§ WORK TASK: In the entries below, find the line with "says it does." and the line with "fn deflate(data: &[u8])". Return those two lines and all lines between them, exactly.

§ SUPPLIED DATA:

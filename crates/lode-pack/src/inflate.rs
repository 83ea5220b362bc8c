//! Bounded zlib decompression for pack entries.
//!
//! Pack entry sizes are declared ahead of the compressed stream, so
//! decompression is always driven to an expected length and any deviation
//! is treated as corruption.

use std::io::Read;

use flate2::read::ZlibDecoder;

use crate::error::{PackError, PackResult};

/// Decompress exactly `expected_len` bytes from the zlib stream at the
/// start of `input`.
///
/// Trailing bytes after the stream are ignored (pack entries are
/// concatenated back to back); the stream itself producing more or fewer
/// bytes than declared is an error.
pub fn inflate_exact(input: &[u8], expected_len: usize) -> PackResult<Vec<u8>> {
    let mut decoder = ZlibDecoder::new(input);
    let mut out = vec![0u8; expected_len];
    decoder
        .read_exact(&mut out)
        .map_err(|e| PackError::DecompressionFailed(format!("short stream: {e}")))?;

    // The stream must end exactly where the declared size says it does.
    let mut probe = [0u8; 1];
    let extra = decoder
        .read(&mut probe)
        .map_err(|e| PackError::DecompressionFailed(e.to_string()))?;
    if extra != 0 {
        return Err(PackError::DecompressionFailed(format!(
            "stream longer than declared size {expected_len}"
        )));
    }

    Ok(out)
}

/// Decompress at most `max_len` bytes from the zlib stream at the start of
/// `input`, stopping early once the budget is filled.
///
/// Used to peek at entry headers without materializing the whole payload.
pub fn inflate_prefix(input: &[u8], max_len: usize) -> PackResult<Vec<u8>> {
    let mut decoder = ZlibDecoder::new(input);
    let mut out = vec![0u8; max_len];
    let mut filled = 0;
    while filled < max_len {
        let n = decoder
            .read(&mut out[filled..])
            .map_err(|e| PackError::DecompressionFailed(e.to_string()))?;
        if n == 0 {
            break;
        }
        filled += n;
    }
    out.truncate(filled);
    Ok(out)
}

#[cfg(test)]
mod tests {
    use super::*;
    use std::io::Write;

    use flate2::write::ZlibEncoder;
    use flate2::Compression;

    fn deflate(data: &[u8]) -> Vec<u8> {
        let mut encoder = ZlibEncoder::new(Vec::new(), Compression::default());
        encoder.write_all(data).unwrap();
        encoder.finish().unwrap()
    }

    #[test]
    fn exact_roundtrip() {
        let data = b"some compressed payload".to_vec();
        let compressed = deflate(&data);
        assert_eq!(inflate_exact(&compressed, data.len()).unwrap(), data);
    }

    #[test]
    fn exact_rejects_short_declaration() {
        let compressed = deflate(b"0123456789");
        assert!(inflate_exact(&compressed, 5).is_err());
    }

    #[test]
    fn exact_rejects_long_declaration() {
        let compressed = deflate(b"0123456789");
        assert!(inflate_exact(&compressed, 20).is_err());
    }

    #[test]
    fn exact_ignores_trailing_bytes() {
        let data = b"payload".to_vec();
        let mut compressed = deflate(&data);
        compressed.extend_from_slice(b"next entry follows");
        assert_eq!(inflate_exact(&compressed, data.len()).unwrap(), data);
    }

    #[test]
    fn exact_zero_length() {
        let compressed = deflate(b"");
        assert_eq!(inflate_exact(&compressed, 0).unwrap(), Vec::<u8>::new());
    }

    #[test]
    fn prefix_stops_at_budget() {
        let data = vec![0xabu8; 1000];
        let compressed = deflate(&data);
        let prefix = inflate_prefix(&compressed, 32).unwrap();
        assert_eq!(prefix, vec![0xabu8; 32]);
    }

    #[test]
    fn prefix_handles_short_streams() {
        let compressed = deflate(b"tiny");
        let prefix = inflate_prefix(&compressed, 32).unwrap();
        assert_eq!(prefix, b"tiny");
    }
}
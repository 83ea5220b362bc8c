//! Random-access pack reading.

use std::collections::HashMap;
use std::path::Path;

use sha1::{Digest, Sha1};
use lode_types::{ObjectHeader, ObjectId, RawObject, OBJECT_ID_LEN};

use crate::delta::{apply_delta, delta_target_size};
use crate::entry::{parse_entry_header, PackEntryKind};
use crate::error::{PackError, PackResult};
use crate::index::PackIndex;
use crate::inflate::{inflate_exact, inflate_prefix};

/// Upper bound on delta chain length; deeper chains indicate corruption
/// (or a cycle) rather than a legitimately packed object.
const MAX_DELTA_DEPTH: usize = 64;

/// Delta payload headers are two varints; this budget always covers them.
const DELTA_HEADER_PEEK: usize = 24;

/// Reads objects from a pack file using its index for random access.
#[derive(Debug)]
pub struct PackReader {
    data: Vec<u8>,
    index: PackIndex,
    /// Packed-bytes CRC per entry offset (version-2 indexes only).
    crc_by_offset: HashMap<u64, u32>,
    /// Entry start offsets plus the trailer start, sorted; each entry's
    /// packed bytes run to the next boundary.
    boundaries: Vec<u64>,
}

impl PackReader {
    /// Open a `.pack` file together with its sibling `.idx`.
    pub fn open(pack_path: &Path) -> PackResult<Self> {
        let data = std::fs::read(pack_path)?;
        let index = PackIndex::open(&pack_path.with_extension("idx"))?;
        Self::from_bytes(data, index)
    }

    /// Construct from raw pack bytes and a parsed index.
    ///
    /// Verifies the pack framing, the trailer checksum, and that the index
    /// was built for this pack.
    pub fn from_bytes(data: Vec<u8>, index: PackIndex) -> PackResult<Self> {
        if data.len() < 12 + OBJECT_ID_LEN {
            return Err(PackError::CorruptEntry {
                offset: 0,
                reason: "pack data too short".into(),
            });
        }
        if &data[0..4] != b"PACK" {
            return Err(PackError::InvalidMagic {
                expected: "PACK".into(),
                actual: String::from_utf8_lossy(&data[0..4]).into(),
            });
        }
        let version = u32::from_be_bytes(data[4..8].try_into().unwrap());
        if version != 2 && version != 3 {
            return Err(PackError::UnsupportedVersion(version));
        }

        let trailer_start = data.len() - OBJECT_ID_LEN;
        let mut hasher = Sha1::new();
        hasher.update(&data[..trailer_start]);
        let digest: [u8; OBJECT_ID_LEN] = hasher.finalize().into();
        if digest != data[trailer_start..] {
            return Err(PackError::ChecksumMismatch);
        }
        if index.pack_checksum() != &digest {
            return Err(PackError::ChecksumMismatch);
        }

        let mut crc_by_offset = HashMap::new();
        for (id, offset) in index.object_ids().iter().zip(index.offsets()) {
            if let Some(crc) = index.lookup(id).and_then(|e| e.crc32) {
                crc_by_offset.insert(*offset, crc);
            }
        }

        let mut boundaries: Vec<u64> = index.offsets().to_vec();
        boundaries.push(trailer_start as u64);
        boundaries.sort_unstable();
        boundaries.dedup();

        Ok(Self {
            data,
            index,
            crc_by_offset,
            boundaries,
        })
    }

    /// Read an object by id, resolving delta chains. `Ok(None)` when the
    /// pack does not contain the id.
    pub fn read(&self, id: &ObjectId) -> PackResult<Option<RawObject>> {
        let entry = match self.index.lookup(id) {
            Some(entry) => entry,
            None => return Ok(None),
        };
        self.object_at(entry.offset, 0).map(Some)
    }

    /// Read an object's kind and inflated size without materializing its
    /// payload. Delta chains contribute the kind from their base and the
    /// size from the topmost delta's declared target size.
    pub fn read_header(&self, id: &ObjectId) -> PackResult<Option<ObjectHeader>> {
        let entry = match self.index.lookup(id) {
            Some(entry) => entry,
            None => return Ok(None),
        };
        self.header_at(entry.offset, 0).map(Some)
    }

    /// Check containment without any I/O.
    pub fn contains(&self, id: &ObjectId) -> bool {
        self.index.contains(id)
    }

    /// Object count.
    pub fn object_count(&self) -> usize {
        self.index.object_count()
    }

    /// Access the index.
    pub fn index(&self) -> &PackIndex {
        &self.index
    }

    fn object_at(&self, offset: u64, depth: usize) -> PackResult<RawObject> {
        if depth > MAX_DELTA_DEPTH {
            return Err(PackError::DeltaChainTooDeep(MAX_DELTA_DEPTH));
        }
        self.verify_crc(offset)?;

        let header = parse_entry_header(&self.data, offset)?;
        match header.kind {
            PackEntryKind::Base(kind) => {
                let data =
                    inflate_exact(&self.data[header.data_offset..], header.size as usize)?;
                Ok(RawObject::new(kind, data))
            }
            PackEntryKind::OfsDelta { base_offset } => {
                let base = self.object_at(base_offset, depth + 1)?;
                let delta =
                    inflate_exact(&self.data[header.data_offset..], header.size as usize)?;
                Ok(RawObject::new(base.kind, apply_delta(&base.data, &delta)?))
            }
            PackEntryKind::RefDelta { base } => {
                let base_entry = self
                    .index
                    .lookup(&base)
                    .ok_or(PackError::DeltaBaseNotFound(base))?;
                let base = self.object_at(base_entry.offset, depth + 1)?;
                let delta =
                    inflate_exact(&self.data[header.data_offset..], header.size as usize)?;
                Ok(RawObject::new(base.kind, apply_delta(&base.data, &delta)?))
            }
        }
    }

    fn header_at(&self, offset: u64, depth: usize) -> PackResult<ObjectHeader> {
        if depth > MAX_DELTA_DEPTH {
            return Err(PackError::DeltaChainTooDeep(MAX_DELTA_DEPTH));
        }

        let header = parse_entry_header(&self.data, offset)?;
        let base_offset = match header.kind {
            PackEntryKind::Base(kind) => {
                return Ok(ObjectHeader {
                    kind,
                    len: header.size as usize,
                })
            }
            PackEntryKind::OfsDelta { base_offset } => base_offset,
            PackEntryKind::RefDelta { base } => {
                self.index
                    .lookup(&base)
                    .ok_or(PackError::DeltaBaseNotFound(base))?
                    .offset
            }
        };

        let peek = inflate_prefix(&self.data[header.data_offset..], DELTA_HEADER_PEEK)?;
        let len = delta_target_size(&peek)? as usize;
        let kind = self.header_at(base_offset, depth + 1)?.kind;
        Ok(ObjectHeader { kind, len })
    }

    /// Verify the index CRC over the entry's packed bytes, when recorded.
    fn verify_crc(&self, offset: u64) -> PackResult<()> {
        let expected = match self.crc_by_offset.get(&offset) {
            Some(crc) => *crc,
            None => return Ok(()),
        };
        let end = match self.boundaries.iter().find(|b| **b > offset) {
            Some(end) => *end as usize,
            None => self.data.len() - OBJECT_ID_LEN,
        };
        let actual = crc32fast::hash(&self.data[offset as usize..end]);
        if actual != expected {
            let id = self
                .index
                .object_ids()
                .iter()
                .zip(self.index.offsets())
                .find(|(_, o)| **o == offset)
                .map(|(id, _)| *id)
                .unwrap_or_else(ObjectId::null);
            return Err(PackError::CrcMismatch(id));
        }
        Ok(())
    }
}

#[cfg(test)]
mod tests {
    use super::*;
    use std::io::Write;

    use flate2::write::ZlibEncoder;
    use flate2::Compression;
    use lode_types::ObjectKind;

    use crate::writer::PackWriter;

    fn reader_for(objects: &[RawObject]) -> (PackReader, Vec<ObjectId>) {
        let mut writer = PackWriter::new();
        let ids = objects
            .iter()
            .map(|obj| writer.add_object(obj.clone()).unwrap())
            .collect();
        let (pack, index_bytes) = writer.finish_to_bytes().unwrap();
        let index = PackIndex::from_bytes(&index_bytes).unwrap();
        (PackReader::from_bytes(pack, index).unwrap(), ids)
    }

    #[test]
    fn roundtrip_single_blob() {
        let blob = RawObject::new(ObjectKind::Blob, b"hello world".to_vec());
        let (reader, ids) = reader_for(std::slice::from_ref(&blob));

        assert_eq!(reader.object_count(), 1);
        assert!(reader.contains(&ids[0]));
        let read = reader.read(&ids[0]).unwrap().unwrap();
        assert_eq!(read, blob);
    }

    #[test]
    fn roundtrip_many_kinds() {
        let objects = vec![
            RawObject::new(ObjectKind::Blob, b"blob data".to_vec()),
            RawObject::new(ObjectKind::Commit, b"commit data".to_vec()),
            RawObject::new(ObjectKind::Tree, b"tree data".to_vec()),
            RawObject::new(ObjectKind::Tag, b"tag data".to_vec()),
        ];
        let (reader, ids) = reader_for(&objects);
        for (obj, id) in objects.iter().zip(&ids) {
            assert_eq!(&reader.read(id).unwrap().unwrap(), obj);
        }
    }

    #[test]
    fn missing_id_reads_none() {
        let (reader, _) = reader_for(&[RawObject::new(ObjectKind::Blob, b"x".to_vec())]);
        assert_eq!(reader.read(&ObjectId::from_raw([9; 20])).unwrap(), None);
        assert!(reader
            .read_header(&ObjectId::from_raw([9; 20]))
            .unwrap()
            .is_none());
    }

    #[test]
    fn read_header_skips_payload() {
        let blob = RawObject::new(ObjectKind::Blob, vec![7u8; 4096]);
        let (reader, ids) = reader_for(std::slice::from_ref(&blob));
        let header = reader.read_header(&ids[0]).unwrap().unwrap();
        assert_eq!(header.kind, ObjectKind::Blob);
        assert_eq!(header.len, 4096);
    }

    #[test]
    fn corrupt_pack_byte_fails_crc() {
        let blob = RawObject::new(ObjectKind::Blob, b"crc guarded".to_vec());
        let mut writer = PackWriter::new();
        let id = writer.add_object(blob).unwrap();
        let (mut pack, index_bytes) = writer.finish_to_bytes().unwrap();

        let original = PackIndex::from_bytes(&index_bytes).unwrap();
        let entry = original.lookup(&id).unwrap();

        // Flip a payload byte and re-seal the trailer so only the CRC trips.
        pack[14] ^= 0x01;
        let trailer_start = pack.len() - OBJECT_ID_LEN;
        let mut hasher = Sha1::new();
        hasher.update(&pack[..trailer_start]);
        let digest: [u8; OBJECT_ID_LEN] = hasher.finalize().into();
        pack.truncate(trailer_start);
        pack.extend_from_slice(&digest);

        // Rebuild the index for the new trailer, keeping the stale CRC.
        let rebuilt = crate::writer::build_index_bytes(
            vec![(id, entry.crc32.unwrap(), entry.offset)],
            digest,
        );
        let index = PackIndex::from_bytes(&rebuilt).unwrap();

        let reader = PackReader::from_bytes(pack, index).unwrap();
        assert!(matches!(reader.read(&id), Err(PackError::CrcMismatch(_))));
    }

    #[test]
    fn ref_delta_chain_resolves() {
        // Hand-build a pack: one base blob plus one ref-delta entry.
        let base = RawObject::new(ObjectKind::Blob, b"0123456789".to_vec());
        let base_id = base.id().unwrap();

        let delta = vec![
            10,                 // base size
            4,                  // target size
            0x80 | 0x01 | 0x10, // copy: offset=2, size=4
            2,
            4,
        ];

        let mut pack = Vec::new();
        pack.extend_from_slice(b"PACK");
        pack.extend_from_slice(&2u32.to_be_bytes());
        pack.extend_from_slice(&2u32.to_be_bytes());

        let base_offset = pack.len() as u64;
        pack.push(0x3a); // blob, size 10
        let mut enc = ZlibEncoder::new(&mut pack, Compression::default());
        enc.write_all(&base.data).unwrap();
        enc.finish().unwrap();

        let delta_offset = pack.len() as u64;
        pack.push(0x75); // ref-delta, size 5 (delta payload length)
        pack.extend_from_slice(base_id.as_bytes());
        let mut enc = ZlibEncoder::new(&mut pack, Compression::default());
        enc.write_all(&delta).unwrap();
        enc.finish().unwrap();
        let entries_end = pack.len();

        let mut hasher = Sha1::new();
        hasher.update(&pack);
        let checksum: [u8; OBJECT_ID_LEN] = hasher.finalize().into();
        pack.extend_from_slice(&checksum);

        let base_crc = crc32fast::hash(&pack[base_offset as usize..delta_offset as usize]);
        let delta_crc = crc32fast::hash(&pack[delta_offset as usize..entries_end]);

        // The delta result is "2345"; the index names it by that blob's id.
        let derived = RawObject::new(ObjectKind::Blob, b"2345".to_vec());
        let derived_id = derived.id().unwrap();

        let index_bytes = crate::writer::build_index_bytes(
            vec![
                (base_id, base_crc, base_offset),
                (derived_id, delta_crc, delta_offset),
            ],
            checksum,
        );
        let index = PackIndex::from_bytes(&index_bytes).unwrap();
        let reader = PackReader::from_bytes(pack, index).unwrap();

        let read = reader.read(&derived_id).unwrap().unwrap();
        assert_eq!(read, derived);

        let header = reader.read_header(&derived_id).unwrap().unwrap();
        assert_eq!(header.kind, ObjectKind::Blob);
        assert_eq!(header.len, 4);
    }
}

§ FINISHED EXERCISE:
    // The stream must end exactly where the declared size says it does.
    let mut probe = [0u8; 1];
    let extra = decoder
        .read(&mut probe)
        .map_err(|e| PackError::DecompressionFailed(e.to_string()))?;
    if extra != 0 {
        return Err(PackError::DecompressionFailed(format!(
            "stream longer than declared size {expected_len}"
        )));
    }

    Ok(out)
}

/// Decompress at most `max_len` bytes from the zlib stream at the start of
/// `input`, stopping early once the budget is filled.
///
/// Used to peek at entry headers without materializing the whole payload.
pub fn inflate_prefix(input: &[u8], max_len: usize) -> PackResult<Vec<u8>> {
    let mut decoder = ZlibDecoder::new(input);
    let mut out = vec![0u8; max_len];
    let mut filled = 0;
    while filled < max_len {
        let n = decoder
            .read(&mut out[filled..])
            .map_err(|e| PackError::DecompressionFailed(e.to_string()))?;
        if n == 0 {
            break;
        }
        filled += n;
    }
    out.truncate(filled);
    Ok(out)
}

#[cfg(test)]
mod tests {
    use super::*;
    use std::io::Write;

    use flate2::write::ZlibEncoder;
    use flate2::Compression;

    fn deflate(data: &[u8]) -> Vec<u8> {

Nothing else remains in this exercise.